According to a new report, MoviePass has seen more than 90 percent of its subscriber base leave the service in less than a year. In June 2018 it was reported that the movie ticketing service had hit 3 million subscribers and was looking to truly shake up the traditional movie business in a big way. Unfortunately, things that sound too good to be true almost always are. Amidst outages with the service, price fluctuation and many other issues, that subscriber base has now plummeted to just 225,000.
In summer 2017, MoviePass made the splashy announcement that they were offering moviegoers the chance to see a movie every day at a theater of their choosing (most major movie theaters allowed the use of MoviePass, despite concerns) for just $10 a month. There were a few catches. Users couldn't buy tickets ahead of time and IMAX or 3D screenings weren't included. But beyond that, subscribers really could go see a movie every single day, if they so chose. As such, the service saw 100,000 people sign up in the first 48 hours.

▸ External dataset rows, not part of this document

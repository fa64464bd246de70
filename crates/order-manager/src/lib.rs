//! Tiller Order Manager
//!
//! Decides which remote operations a pulse needs:
//! - **Order Tracking**: remembers orders submitted but not yet visible remotely
//! - **Reconciliation**: diffs desired orders against existing ones, within a tolerance
//!
//! ## Architecture
//!
//! ```text
//! Remote view ──► ┌──────────────────────┐
//!                 │     OrderTracker     │  remote ∪ in-flight
//!                 └──────────┬───────────┘
//!                            │ existing
//! Desired ─────► ┌───────────▼──────────┐
//!                │   OrderReconciler    │
//!                └───────────┬──────────┘
//!                            │
//!                 to_cancel / to_place
//! ```
//!
//! ## Usage
//!
//! ```rust,ignore
//! use tiller_order_manager::{OrderReconciler, OrderTracker, ToleranceReconciler};
//!
//! let mut tracker = OrderTracker::default();
//! let reconciler = ToleranceReconciler::new(dec!(0.01));
//!
//! let existing = tracker.existing_orders(&remote_view);
//! let result = reconciler.reconcile(&existing, &desired);
//! ```

pub mod error;
pub mod reconciler;
pub mod tracker;

// Re-export main types
pub use error::{Error, Result};
pub use reconciler::{
    OrderReconciler, ReconciliationResult, ReplaceAllReconciler, ToleranceReconciler,
};
pub use tracker::{OrderTracker, TrackerConfig};
use serde::{Deserialize, Serialize};
use std::fmt;

/// Order side (Buy or Sell)
#[derive(Debug, Clone, Copy, PartialEq, Eq, Hash, Serialize, Deserialize)]
pub enum Side {
    Buy,
    Sell,
}

impl Side {
    /// Returns the opposite side
    pub fn opposite(&self) -> Self {
        match self {
            Side::Buy => Side::Sell,
            Side::Sell => Side::Buy,
        }
    }

    pub fn as_str(&self) -> &'static str {
        match self {
            Side::Buy => "BUY",
            Side::Sell => "SELL",
        }
    }
}

impl fmt::Display for Side {
    fn fmt(&self, f: &mut fmt::Formatter<'_>) -> fmt::Result {
        f.write_str(self.as_str())
    }
}
//! Market making cycle against the paper exchange
//!
//! Covers the pulse contract end to end:
//! - suppression touches nothing and publishes nothing
//! - small drift is kept, large drift is replaced
//! - transient submission failures are retried, rejections are not
//! - failed pulses publish exactly one event and keep optimistic tracking
//! - tracked orders that never show up are given up and quoted again
//! - a lagging remote view never leads to duplicate quotes

use std::sync::{Arc, Mutex};

use chrono::{Duration, TimeZone, Utc};
use rust_decimal::Decimal;
use rust_decimal_macros::dec;
use tokio::sync::broadcast::error::TryRecvError;

use tiller_clock::ManualClock;
use tiller_core::{Inventory, ModelState, Order};
use tiller_gateway::{PaperExchange, PaperExchangeConfig};
use tiller_ports::{Clock, DesiredOrdersProducer, ProducerResult, Quote, RemoteError};
use tiller_runner::{CycleConfig, CycleError, MarketMaker, PulseEvent, PulseOutcome};

/// Producer returning whatever quote the test last set
struct ScriptedProducer {
    quote: Mutex<Quote>,
}

impl ScriptedProducer {
    fn new(quote: Quote) -> Arc<Self> {
        Arc::new(Self {
            quote: Mutex::new(quote),
        })
    }

    fn set(&self, quote: Quote) {
        *self.quote.lock().unwrap() = quote;
    }
}

impl DesiredOrdersProducer for ScriptedProducer {
    fn desired_orders(&self, _state: &ModelState) -> ProducerResult<Quote> {
        Ok(self.quote.lock().unwrap().clone())
    }
}

struct Harness {
    producer: Arc<ScriptedProducer>,
    exchange: Arc<PaperExchange>,
    clock: Arc<ManualClock>,
    market_maker: MarketMaker,
}

fn fast_config() -> CycleConfig {
    CycleConfig {
        tolerance: dec!(0.01),
        crank_each_pulse: false,
        settle_each_pulse: false,
        fetch_retry_pauses_ms: vec![0, 0, 0],
        submit_retry_pauses_ms: vec![0, 0, 0],
        ..Default::default()
    }
}

fn harness(config: CycleConfig, lag: usize, quote: Quote) -> Harness {
    let _ = env_logger::builder().is_test(true).try_init();

    let producer = ScriptedProducer::new(quote);
    let exchange = Arc::new(PaperExchange::new(PaperExchangeConfig {
        visibility_lag: lag,
    }));
    let clock = Arc::new(ManualClock::new(
        Utc.with_ymd_and_hms(2024, 3, 1, 12, 0, 0).unwrap(),
    ));
    let market_maker = MarketMaker::new(
        "SOL/USDC",
        config,
        producer.clone(),
        exchange.clone(),
        exchange.clone(),
        clock.clone(),
    )
    .unwrap()
    .with_seed(7);

    Harness {
        producer,
        exchange,
        clock,
        market_maker,
    }
}

fn state() -> ModelState {
    ModelState::new("SOL/USDC", Inventory::new(dec!(10), dec!(1000)), Utc::now())
}

fn two_sided() -> Quote {
    Quote::new(vec![Order::buy(dec!(99), dec!(1)), Order::sell(dec!(101), dec!(1))])
}

#[tokio::test]
async fn test_suppressed_pulse_does_nothing() {
    let mut h = harness(fast_config(), 0, Quote::suppressed());
    let mut events = h.market_maker.subscribe();

    let outcome = h.market_maker.pulse(&state()).await;

    assert!(matches!(outcome, PulseOutcome::Skipped));
    assert_eq!(h.exchange.fetch_count().await, 0);
    assert_eq!(h.exchange.submission_count().await, 0);
    assert!(h.market_maker.tracker().is_empty());
    assert!(matches!(events.try_recv(), Err(TryRecvError::Empty)));
}

#[tokio::test]
async fn test_first_pulse_places_and_tracks() {
    let mut h = harness(fast_config(), 0, two_sided());
    let mut events = h.market_maker.subscribe();

    let outcome = h.market_maker.pulse(&state()).await;

    let receipt = match outcome {
        PulseOutcome::Completed(Some(receipt)) => receipt,
        other => panic!("expected a submitted batch, got {:?}", other),
    };
    assert_eq!(receipt.placed, 2);
    assert_eq!(receipt.cancelled, 0);

    let resting = h.exchange.resting_orders().await;
    assert_eq!(resting.len(), 2);
    assert!(resting.iter().all(|o| o.client_id.is_some()));
    assert_ne!(resting[0].client_id, resting[1].client_id);

    // Tracked until the remote view confirms them
    assert_eq!(h.market_maker.tracker().len(), 2);

    match events.try_recv() {
        Ok(PulseEvent::Completed { at }) => assert_eq!(at, h.clock.now()),
        other => panic!("expected completed event, got {:?}", other),
    }
}

#[tokio::test]
async fn test_small_drift_kept_large_drift_replaced() {
    let mut h = harness(
        fast_config(),
        0,
        Quote::new(vec![Order::buy(dec!(10.00), dec!(100))]),
    );
    h.market_maker.pulse(&state()).await;

    // 0.5% away: nothing to do
    h.producer.set(Quote::new(vec![Order::buy(dec!(10.05), dec!(100))]));
    let outcome = h.market_maker.pulse(&state()).await;
    assert!(matches!(outcome, PulseOutcome::Completed(None)));
    assert_eq!(h.exchange.submission_count().await, 1);
    assert_eq!(h.exchange.resting_orders().await[0].price, dec!(10.00));

    // 2% away: cancel and replace in one batch
    h.producer.set(Quote::new(vec![Order::buy(dec!(10.20), dec!(100))]));
    let outcome = h.market_maker.pulse(&state()).await;
    let receipt = match outcome {
        PulseOutcome::Completed(Some(receipt)) => receipt,
        other => panic!("expected a submitted batch, got {:?}", other),
    };
    assert_eq!(receipt.cancelled, 1);
    assert_eq!(receipt.placed, 1);

    let resting = h.exchange.resting_orders().await;
    assert_eq!(resting.len(), 1);
    assert_eq!(resting[0].price, dec!(10.20));
}

#[tokio::test]
async fn test_transient_submit_failure_is_retried() {
    let mut h = harness(fast_config(), 0, two_sided());
    h.exchange.fail_next_submissions(1).await;
    let mut events = h.market_maker.subscribe();

    let outcome = h.market_maker.pulse(&state()).await;

    assert!(outcome.is_completed());
    assert_eq!(h.exchange.submission_count().await, 2);
    assert_eq!(h.exchange.resting_orders().await.len(), 2);
    assert!(matches!(events.try_recv(), Ok(PulseEvent::Completed { .. })));
    assert!(matches!(events.try_recv(), Err(TryRecvError::Empty)));
}

#[tokio::test]
async fn test_rejection_fails_without_retry() {
    let mut h = harness(fast_config(), 0, two_sided());
    h.exchange.reject_next_submissions(1).await;
    let mut events = h.market_maker.subscribe();

    let outcome = h.market_maker.pulse(&state()).await;

    let error = match outcome {
        PulseOutcome::Failed(error) => error,
        other => panic!("expected failure, got {:?}", other),
    };
    assert!(matches!(*error, CycleError::Remote(RemoteError::Rejected(_))));
    assert_eq!(h.exchange.submission_count().await, 1);
    assert!(matches!(events.try_recv(), Ok(PulseEvent::Failed { .. })));
    assert!(matches!(events.try_recv(), Err(TryRecvError::Empty)));
}

#[tokio::test]
async fn test_exhausted_retries_emit_one_failure_and_keep_tracking() {
    let mut h = harness(fast_config(), 0, two_sided());
    h.exchange.fail_next_submissions(10).await;
    let mut events = h.market_maker.subscribe();

    let outcome = h.market_maker.pulse(&state()).await;

    let error = match outcome {
        PulseOutcome::Failed(error) => error,
        other => panic!("expected failure, got {:?}", other),
    };
    assert!(error.is_transient());
    // One attempt per configured pause
    assert_eq!(h.exchange.submission_count().await, 3);
    assert!(h.exchange.resting_orders().await.is_empty());

    // Optimistic entries survive the failure
    assert_eq!(h.market_maker.tracker().len(), 2);

    match events.try_recv() {
        Ok(PulseEvent::Failed { error, .. }) => assert!(error.is_transient()),
        other => panic!("expected failed event, got {:?}", other),
    }
    assert!(matches!(events.try_recv(), Err(TryRecvError::Empty)));
}

#[tokio::test]
async fn test_failed_submission_is_requoted_after_bound() {
    let config = CycleConfig {
        max_unconfirmed_pulses: 2,
        ..fast_config()
    };
    let mut h = harness(config, 0, two_sided());
    h.exchange.fail_next_submissions(3).await;
    assert!(matches!(
        h.market_maker.pulse(&state()).await,
        PulseOutcome::Failed(_)
    ));

    // The unconfirmed entries stand in for the quote while within the bound
    for _ in 0..2 {
        let outcome = h.market_maker.pulse(&state()).await;
        assert!(matches!(outcome, PulseOutcome::Completed(None)));
        assert_eq!(h.market_maker.tracker().len(), 2);
    }
    assert!(h.exchange.resting_orders().await.is_empty());

    // Then they are given up and the quote goes out again, once
    for _ in 0..10 {
        assert!(h.market_maker.pulse(&state()).await.is_completed());
    }
    assert_eq!(h.exchange.resting_orders().await.len(), 2);
    assert_eq!(h.exchange.submission_count().await, 4);
    assert!(h.market_maker.tracker().is_empty());
}

#[tokio::test]
async fn test_fill_before_visible_is_requoted() {
    let config = CycleConfig {
        max_unconfirmed_pulses: 2,
        ..fast_config()
    };
    let mut h = harness(config, 1, two_sided());
    h.market_maker.pulse(&state()).await;

    // The bid fills before any fetch has shown it
    let bid_id = h
        .exchange
        .resting_orders()
        .await
        .iter()
        .find(|o| o.is_buy())
        .and_then(|o| o.client_id)
        .unwrap();
    h.exchange.fill(bid_id).await.unwrap();

    for _ in 0..10 {
        assert!(h.market_maker.pulse(&state()).await.is_completed());
    }

    let resting = h.exchange.resting_orders().await;
    assert_eq!(resting.len(), 2);
    assert_eq!(resting.iter().filter(|o| o.is_buy()).count(), 1);
    assert!(!h.market_maker.tracker().contains(bid_id));
    assert!(h.market_maker.tracker().is_empty());
}

#[tokio::test]
async fn test_cancel_all_forgets_unconfirmed_entries() {
    let mut h = harness(fast_config(), 0, two_sided());
    h.exchange.fail_next_submissions(3).await;
    h.market_maker.pulse(&state()).await;
    assert_eq!(h.market_maker.tracker().len(), 2);

    assert_eq!(h.market_maker.cancel_all().await.unwrap(), 2);
    assert!(h.market_maker.tracker().is_empty());

    h.market_maker.pulse(&state()).await;
    assert_eq!(h.exchange.resting_orders().await.len(), 2);
}

#[tokio::test]
async fn test_fetch_failure_fails_before_submission() {
    let mut h = harness(fast_config(), 0, two_sided());
    h.exchange.fail_next_fetches(3).await;

    let outcome = h.market_maker.pulse(&state()).await;

    assert!(matches!(outcome, PulseOutcome::Failed(_)));
    assert_eq!(h.exchange.fetch_count().await, 3);
    assert_eq!(h.exchange.submission_count().await, 0);
    assert!(h.market_maker.tracker().is_empty());
}

#[tokio::test]
async fn test_lagging_view_never_duplicates_orders() {
    let mut h = harness(fast_config(), 2, two_sided());

    for _ in 0..6 {
        let outcome = h.market_maker.pulse(&state()).await;
        assert!(outcome.is_completed());
        assert_eq!(h.exchange.resting_orders().await.len(), 2);
    }

    // Only the first pulse had anything to submit
    assert_eq!(h.exchange.submission_count().await, 1);
    assert!(h.market_maker.tracker().is_empty());
}

#[tokio::test]
async fn test_stale_cancel_of_filled_order_succeeds() {
    let mut h = harness(fast_config(), 0, two_sided());
    h.market_maker.pulse(&state()).await;

    // The bid fills before the next pulse; the tracker still remembers it
    let bid_id = h.exchange.resting_orders().await[0].client_id.unwrap();
    h.exchange.fill(bid_id).await.unwrap();

    // Quote moves, so the remembered bid is cancelled even though it is gone
    h.producer.set(Quote::new(vec![
        Order::buy(dec!(95), dec!(1)),
        Order::sell(dec!(101), dec!(1)),
    ]));
    let outcome = h.market_maker.pulse(&state()).await;

    let receipt = match outcome {
        PulseOutcome::Completed(Some(receipt)) => receipt,
        other => panic!("expected a submitted batch, got {:?}", other),
    };
    assert_eq!(receipt.cancelled, 1);
    assert_eq!(receipt.placed, 1);
    assert!(!h.market_maker.tracker().contains(bid_id));

    let prices: Vec<Decimal> = h
        .exchange
        .resting_orders()
        .await
        .iter()
        .map(|o| o.price)
        .collect();
    assert_eq!(prices, vec![dec!(101), dec!(95)]);
}

#[tokio::test]
async fn test_empty_quote_cancels_everything() {
    let mut h = harness(fast_config(), 0, two_sided());
    h.market_maker.pulse(&state()).await;

    h.producer.set(Quote::empty());
    let outcome = h.market_maker.pulse(&state()).await;

    let receipt = match outcome {
        PulseOutcome::Completed(Some(receipt)) => receipt,
        other => panic!("expected a submitted batch, got {:?}", other),
    };
    assert_eq!(receipt.cancelled, 2);
    assert!(h.exchange.resting_orders().await.is_empty());
}

#[tokio::test]
async fn test_crank_settle_and_redeem_appended() {
    let config = CycleConfig {
        crank_each_pulse: true,
        settle_each_pulse: true,
        redeem_threshold: Some(dec!(10)),
        ..fast_config()
    };
    let mut h = harness(config, 0, Quote::empty());

    let rich = ModelState::new(
        "SOL/USDC",
        Inventory::new(dec!(10), dec!(1000)).with_liquidity_incentives(dec!(12)),
        Utc::now(),
    );
    let PulseOutcome::Completed(Some(receipt)) = h.market_maker.pulse(&rich).await else {
        panic!("expected a submitted batch");
    };
    assert_eq!(receipt.cranked, 1);
    assert_eq!(receipt.settled, 2);

    let PulseOutcome::Completed(Some(receipt)) = h.market_maker.pulse(&state()).await else {
        panic!("expected a submitted batch");
    };
    assert_eq!(receipt.settled, 1);
}

#[tokio::test]
async fn test_every_subscriber_sees_events_in_order() {
    let mut h = harness(fast_config(), 0, two_sided());
    let mut first = h.market_maker.subscribe();
    let mut second = h.market_maker.subscribe();

    h.market_maker.pulse(&state()).await;
    h.clock.advance(Duration::seconds(30));
    h.exchange.reject_next_submissions(1).await;
    h.producer.set(Quote::empty());
    h.market_maker.pulse(&state()).await;

    for rx in [&mut first, &mut second] {
        assert!(matches!(rx.try_recv(), Ok(PulseEvent::Completed { .. })));
        match rx.try_recv() {
            Ok(PulseEvent::Failed { at, .. }) => assert_eq!(at, h.clock.now()),
            other => panic!("expected failed event, got {:?}", other),
        }
    }
}

#[tokio::test]
async fn test_cancel_all_clears_remote_and_tracked() {
    let mut h = harness(fast_config(), 5, two_sided());
    h.market_maker.pulse(&state()).await;

    // Orders are still invisible remotely; only the tracker knows about them
    let cancelled = h.market_maker.cancel_all().await.unwrap();

    assert_eq!(cancelled, 2);
    assert!(h.exchange.resting_orders().await.is_empty());
    assert!(h.market_maker.tracker().is_empty());
}
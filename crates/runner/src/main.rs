//! tiller - run the market maker against the paper exchange
//!
//! ```text
//! tiller [config.json]
//! ```
//!
//! Without a path the embedded default configuration is used. Logging is
//! controlled through `RUST_LOG` (default `info`). Ctrl-C stops quoting and
//! cancels everything that is still resting.

use std::sync::Arc;

use log::info;
use tokio::sync::watch;

use tiller_clock::SystemClock;
use tiller_gateway::{PaperExchange, PaperExchangeConfig};
use tiller_ports::Clock;
use tiller_runner::config::{load_config, load_default_config};
use tiller_runner::{MarketMaker, PulseScheduler, RandomWalkSource, log_pulse_events};

#[tokio::main]
async fn main() -> Result<(), Box<dyn std::error::Error>> {
    env_logger::Builder::from_env(env_logger::Env::default().default_filter_or("info")).init();

    let config = match std::env::args().nth(1) {
        Some(path) => {
            info!("Loading config from {}", path);
            load_config(&path)?
        }
        None => {
            info!("No config given, using embedded defaults");
            load_default_config()?
        }
    };
    config.validate()?;

    let clock: Arc<dyn Clock> = Arc::new(SystemClock::new());
    let exchange = Arc::new(PaperExchange::new(PaperExchangeConfig {
        visibility_lag: config.paper.visibility_lag,
    }));

    let market_maker = MarketMaker::new(
        config.market.clone(),
        config.cycle.clone(),
        Arc::new(config.quoting.build_chain()),
        exchange.clone(),
        exchange.clone(),
        clock.clone(),
    )?;

    let event_logger = tokio::spawn(log_pulse_events(market_maker.subscribe()));

    let source = RandomWalkSource::new(config.market.clone(), config.paper.clone(), clock);
    let scheduler = PulseScheduler::new(config.scheduler_config(), market_maker, source);

    let (shutdown_tx, shutdown_rx) = watch::channel(false);
    let scheduler_handle = tokio::spawn(scheduler.run(shutdown_rx));

    tokio::signal::ctrl_c().await?;
    info!("Ctrl-C received, stopping");
    let _ = shutdown_tx.send(true);

    let stats = scheduler_handle.await?;
    event_logger.abort();

    info!(
        "Done: {} pulses, {} completed, {} skipped, {} failed ({} timed out); {} order(s) left resting",
        stats.pulses,
        stats.completed,
        stats.skipped,
        stats.failed,
        stats.timed_out,
        exchange.resting_orders().await.len()
    );
    Ok(())
}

Unfortunately, that caused a great many headaches for the service's parent company, Helios and Matheson, as they were bleeding cash. Millions and millions of dollars. The problem is, the company was paying full price for each and every ticket. Granted, the majority of users were only seeing a few movies a month, but even at that rate, they were taking a loss. As a result, their stock prices took a nosedive and they were forced to make changes. Unpopular changes. Service outages were reported. Users couldn't see some of the most popular releases out at that time. Repeat viewings were axed. Prices were altered. It all became too much of a hassle for those who signed up. Now, MoviePass is left with a mere fraction of what they once had. Even their recently unveiled Unlimited plan for $14.95 a month didn't do much to help their cause.
Still, their impact on the industry is still being felt. AMC, Regal and the Alamo Drafthouse have all launched, or are getting ready to launch, their own subscription ticket services. MoviePass had a great idea, they just weren't able to execute their own idea in a way that allowed them to stay atop their own game. Pour one out for MoviePass, movie lovers. This news was previously reported by Business Insider.